Exercise objective:
Where a line below carries the word "Ordering", include it in the count, then give the count alone.

(Collected data)

__________________________________________________

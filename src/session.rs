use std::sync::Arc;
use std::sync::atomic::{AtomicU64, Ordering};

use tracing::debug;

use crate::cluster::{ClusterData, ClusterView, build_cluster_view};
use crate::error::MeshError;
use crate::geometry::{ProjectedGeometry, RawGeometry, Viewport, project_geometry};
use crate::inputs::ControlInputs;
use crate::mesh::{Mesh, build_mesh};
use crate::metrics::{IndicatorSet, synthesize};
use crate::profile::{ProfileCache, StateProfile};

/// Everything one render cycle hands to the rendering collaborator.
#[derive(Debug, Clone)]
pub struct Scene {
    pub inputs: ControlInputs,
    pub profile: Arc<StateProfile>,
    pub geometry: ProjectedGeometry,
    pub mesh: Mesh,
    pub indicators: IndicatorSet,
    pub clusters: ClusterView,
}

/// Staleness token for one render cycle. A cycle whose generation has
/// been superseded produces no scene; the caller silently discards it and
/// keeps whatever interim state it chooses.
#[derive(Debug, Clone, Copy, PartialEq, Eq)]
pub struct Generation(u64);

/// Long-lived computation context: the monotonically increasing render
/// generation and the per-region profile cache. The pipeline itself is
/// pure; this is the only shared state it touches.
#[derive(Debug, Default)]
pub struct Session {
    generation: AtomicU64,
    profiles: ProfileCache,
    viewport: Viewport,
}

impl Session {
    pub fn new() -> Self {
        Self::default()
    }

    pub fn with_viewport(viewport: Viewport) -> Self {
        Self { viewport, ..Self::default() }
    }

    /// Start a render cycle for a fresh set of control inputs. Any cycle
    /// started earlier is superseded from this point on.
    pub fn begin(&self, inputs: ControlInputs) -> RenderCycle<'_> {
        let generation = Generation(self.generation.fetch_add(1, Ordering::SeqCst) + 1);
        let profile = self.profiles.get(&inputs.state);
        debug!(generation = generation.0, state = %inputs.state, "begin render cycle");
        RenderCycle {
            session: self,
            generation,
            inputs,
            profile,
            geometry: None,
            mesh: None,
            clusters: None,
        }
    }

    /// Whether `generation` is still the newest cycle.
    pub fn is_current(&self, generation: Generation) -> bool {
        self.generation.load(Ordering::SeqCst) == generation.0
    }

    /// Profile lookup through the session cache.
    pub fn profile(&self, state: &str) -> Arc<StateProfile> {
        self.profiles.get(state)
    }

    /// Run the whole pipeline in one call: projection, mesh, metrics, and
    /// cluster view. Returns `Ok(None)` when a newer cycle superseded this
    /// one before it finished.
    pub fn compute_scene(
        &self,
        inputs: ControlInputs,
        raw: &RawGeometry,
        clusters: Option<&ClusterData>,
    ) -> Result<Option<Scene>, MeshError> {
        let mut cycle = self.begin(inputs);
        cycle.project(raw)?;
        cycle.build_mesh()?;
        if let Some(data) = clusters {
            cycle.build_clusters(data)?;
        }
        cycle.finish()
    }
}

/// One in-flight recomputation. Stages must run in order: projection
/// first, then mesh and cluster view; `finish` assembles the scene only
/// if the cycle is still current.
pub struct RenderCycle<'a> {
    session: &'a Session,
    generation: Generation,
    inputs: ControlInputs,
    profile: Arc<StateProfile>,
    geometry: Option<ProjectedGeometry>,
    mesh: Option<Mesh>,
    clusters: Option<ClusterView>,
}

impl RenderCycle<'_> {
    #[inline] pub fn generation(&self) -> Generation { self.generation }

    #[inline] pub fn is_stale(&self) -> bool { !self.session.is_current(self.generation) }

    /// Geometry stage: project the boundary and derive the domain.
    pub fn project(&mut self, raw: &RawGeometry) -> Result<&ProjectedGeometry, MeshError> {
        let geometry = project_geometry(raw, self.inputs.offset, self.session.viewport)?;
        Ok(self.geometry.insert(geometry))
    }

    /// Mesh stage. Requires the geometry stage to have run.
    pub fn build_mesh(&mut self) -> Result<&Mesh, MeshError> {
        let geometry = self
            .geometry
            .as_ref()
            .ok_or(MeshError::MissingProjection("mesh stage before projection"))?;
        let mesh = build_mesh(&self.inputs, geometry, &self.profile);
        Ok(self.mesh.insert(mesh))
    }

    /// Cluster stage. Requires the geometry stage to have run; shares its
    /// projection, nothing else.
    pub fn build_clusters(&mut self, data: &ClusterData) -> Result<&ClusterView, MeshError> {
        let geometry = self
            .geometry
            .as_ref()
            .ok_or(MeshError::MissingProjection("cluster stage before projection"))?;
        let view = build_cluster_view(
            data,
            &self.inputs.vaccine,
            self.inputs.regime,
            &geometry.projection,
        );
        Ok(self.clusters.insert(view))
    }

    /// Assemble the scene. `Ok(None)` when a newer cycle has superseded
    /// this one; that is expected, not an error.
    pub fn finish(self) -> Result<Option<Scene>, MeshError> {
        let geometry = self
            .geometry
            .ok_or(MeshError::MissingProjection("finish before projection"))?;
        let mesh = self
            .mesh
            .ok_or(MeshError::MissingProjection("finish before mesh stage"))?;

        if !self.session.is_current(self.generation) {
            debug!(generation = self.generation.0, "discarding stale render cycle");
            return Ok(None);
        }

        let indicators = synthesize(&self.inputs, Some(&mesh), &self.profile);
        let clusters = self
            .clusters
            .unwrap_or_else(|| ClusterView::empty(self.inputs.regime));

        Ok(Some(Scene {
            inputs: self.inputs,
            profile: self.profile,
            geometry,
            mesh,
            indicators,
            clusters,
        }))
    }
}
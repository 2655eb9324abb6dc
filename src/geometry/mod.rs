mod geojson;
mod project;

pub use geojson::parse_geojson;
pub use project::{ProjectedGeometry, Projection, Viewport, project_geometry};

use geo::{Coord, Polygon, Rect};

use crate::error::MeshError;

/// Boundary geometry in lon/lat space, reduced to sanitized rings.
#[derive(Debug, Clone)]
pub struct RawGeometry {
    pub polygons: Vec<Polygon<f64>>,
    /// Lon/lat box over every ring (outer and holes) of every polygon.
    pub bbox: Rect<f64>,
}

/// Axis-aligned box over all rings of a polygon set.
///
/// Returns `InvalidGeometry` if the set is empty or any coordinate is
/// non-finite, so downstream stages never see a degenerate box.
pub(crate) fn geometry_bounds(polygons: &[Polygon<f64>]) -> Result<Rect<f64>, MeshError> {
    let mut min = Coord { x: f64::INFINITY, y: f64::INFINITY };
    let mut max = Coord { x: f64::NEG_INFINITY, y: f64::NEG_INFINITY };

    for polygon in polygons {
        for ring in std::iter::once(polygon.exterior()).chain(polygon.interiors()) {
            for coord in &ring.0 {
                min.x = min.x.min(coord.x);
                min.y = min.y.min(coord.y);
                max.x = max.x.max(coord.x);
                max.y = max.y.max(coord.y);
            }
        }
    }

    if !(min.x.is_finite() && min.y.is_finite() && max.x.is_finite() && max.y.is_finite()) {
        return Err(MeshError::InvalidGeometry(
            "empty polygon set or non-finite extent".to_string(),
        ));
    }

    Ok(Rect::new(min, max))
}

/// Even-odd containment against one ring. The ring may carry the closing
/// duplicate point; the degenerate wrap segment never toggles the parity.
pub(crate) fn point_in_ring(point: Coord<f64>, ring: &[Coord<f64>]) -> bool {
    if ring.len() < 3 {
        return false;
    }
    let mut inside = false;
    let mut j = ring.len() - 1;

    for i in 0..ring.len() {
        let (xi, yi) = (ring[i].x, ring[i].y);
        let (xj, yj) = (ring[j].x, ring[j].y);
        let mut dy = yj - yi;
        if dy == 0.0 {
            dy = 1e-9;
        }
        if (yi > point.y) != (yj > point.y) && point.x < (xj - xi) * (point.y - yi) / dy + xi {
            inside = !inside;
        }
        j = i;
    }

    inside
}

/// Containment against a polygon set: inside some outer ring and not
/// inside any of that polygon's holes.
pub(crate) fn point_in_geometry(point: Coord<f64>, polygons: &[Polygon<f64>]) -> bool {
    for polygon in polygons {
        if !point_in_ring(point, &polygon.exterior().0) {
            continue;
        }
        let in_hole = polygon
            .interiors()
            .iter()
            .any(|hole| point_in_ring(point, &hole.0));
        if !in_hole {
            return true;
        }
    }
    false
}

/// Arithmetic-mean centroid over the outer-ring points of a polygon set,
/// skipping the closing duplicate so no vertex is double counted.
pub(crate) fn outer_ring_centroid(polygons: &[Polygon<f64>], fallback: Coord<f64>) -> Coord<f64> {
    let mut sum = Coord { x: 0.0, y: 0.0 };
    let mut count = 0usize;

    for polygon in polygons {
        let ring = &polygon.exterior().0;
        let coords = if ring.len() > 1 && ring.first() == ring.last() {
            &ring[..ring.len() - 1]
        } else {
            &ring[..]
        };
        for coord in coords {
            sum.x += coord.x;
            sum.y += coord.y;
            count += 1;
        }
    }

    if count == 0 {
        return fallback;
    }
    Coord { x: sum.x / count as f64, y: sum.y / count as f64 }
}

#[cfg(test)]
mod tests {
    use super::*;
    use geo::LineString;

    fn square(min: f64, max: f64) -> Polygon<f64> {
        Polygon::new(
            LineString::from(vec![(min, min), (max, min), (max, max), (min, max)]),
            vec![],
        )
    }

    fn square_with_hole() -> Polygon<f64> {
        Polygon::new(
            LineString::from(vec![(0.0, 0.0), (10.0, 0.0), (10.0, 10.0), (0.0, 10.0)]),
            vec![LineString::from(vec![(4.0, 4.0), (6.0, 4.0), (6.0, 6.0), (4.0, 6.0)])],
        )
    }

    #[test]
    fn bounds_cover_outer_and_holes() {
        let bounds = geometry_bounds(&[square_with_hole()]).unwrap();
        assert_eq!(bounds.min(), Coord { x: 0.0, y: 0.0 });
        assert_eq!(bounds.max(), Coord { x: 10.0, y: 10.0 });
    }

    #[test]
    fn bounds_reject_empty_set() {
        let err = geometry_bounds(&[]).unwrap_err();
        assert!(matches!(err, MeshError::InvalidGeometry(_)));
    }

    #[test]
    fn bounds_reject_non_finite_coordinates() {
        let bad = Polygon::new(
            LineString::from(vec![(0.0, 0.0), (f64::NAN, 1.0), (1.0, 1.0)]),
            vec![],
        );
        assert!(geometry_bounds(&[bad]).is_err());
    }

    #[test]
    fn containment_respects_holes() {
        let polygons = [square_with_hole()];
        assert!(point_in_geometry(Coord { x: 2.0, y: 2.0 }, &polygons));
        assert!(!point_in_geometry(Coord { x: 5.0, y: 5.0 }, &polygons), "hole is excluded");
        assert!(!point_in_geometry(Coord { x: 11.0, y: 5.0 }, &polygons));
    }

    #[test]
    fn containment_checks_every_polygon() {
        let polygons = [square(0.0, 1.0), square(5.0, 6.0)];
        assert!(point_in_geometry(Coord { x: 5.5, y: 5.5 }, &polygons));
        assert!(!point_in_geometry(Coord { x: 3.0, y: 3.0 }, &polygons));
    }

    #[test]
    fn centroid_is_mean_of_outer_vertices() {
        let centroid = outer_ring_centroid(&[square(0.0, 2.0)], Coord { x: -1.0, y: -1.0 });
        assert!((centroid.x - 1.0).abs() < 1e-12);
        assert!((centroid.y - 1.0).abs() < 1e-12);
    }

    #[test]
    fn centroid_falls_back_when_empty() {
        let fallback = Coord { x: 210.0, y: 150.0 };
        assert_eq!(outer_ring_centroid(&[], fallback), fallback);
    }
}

__________________________________________________

Task solution:
3